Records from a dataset

*****

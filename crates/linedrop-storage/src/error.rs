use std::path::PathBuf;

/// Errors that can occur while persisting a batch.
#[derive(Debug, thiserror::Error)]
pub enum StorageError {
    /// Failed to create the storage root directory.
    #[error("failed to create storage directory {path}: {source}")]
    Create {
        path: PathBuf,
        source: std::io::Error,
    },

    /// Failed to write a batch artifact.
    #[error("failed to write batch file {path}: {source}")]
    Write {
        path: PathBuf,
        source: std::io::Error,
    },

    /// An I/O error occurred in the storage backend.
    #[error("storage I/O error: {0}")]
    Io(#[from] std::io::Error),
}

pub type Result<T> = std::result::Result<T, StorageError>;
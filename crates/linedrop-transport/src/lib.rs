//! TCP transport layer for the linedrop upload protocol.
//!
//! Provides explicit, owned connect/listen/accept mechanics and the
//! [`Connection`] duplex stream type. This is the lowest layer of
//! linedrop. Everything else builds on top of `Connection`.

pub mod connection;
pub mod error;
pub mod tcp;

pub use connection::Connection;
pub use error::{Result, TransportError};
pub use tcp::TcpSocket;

*****

List the lines of the entries that include "Result".

pub type Result<T> = std::result::Result<T, StorageError>;
pub use error::{Result, TransportError};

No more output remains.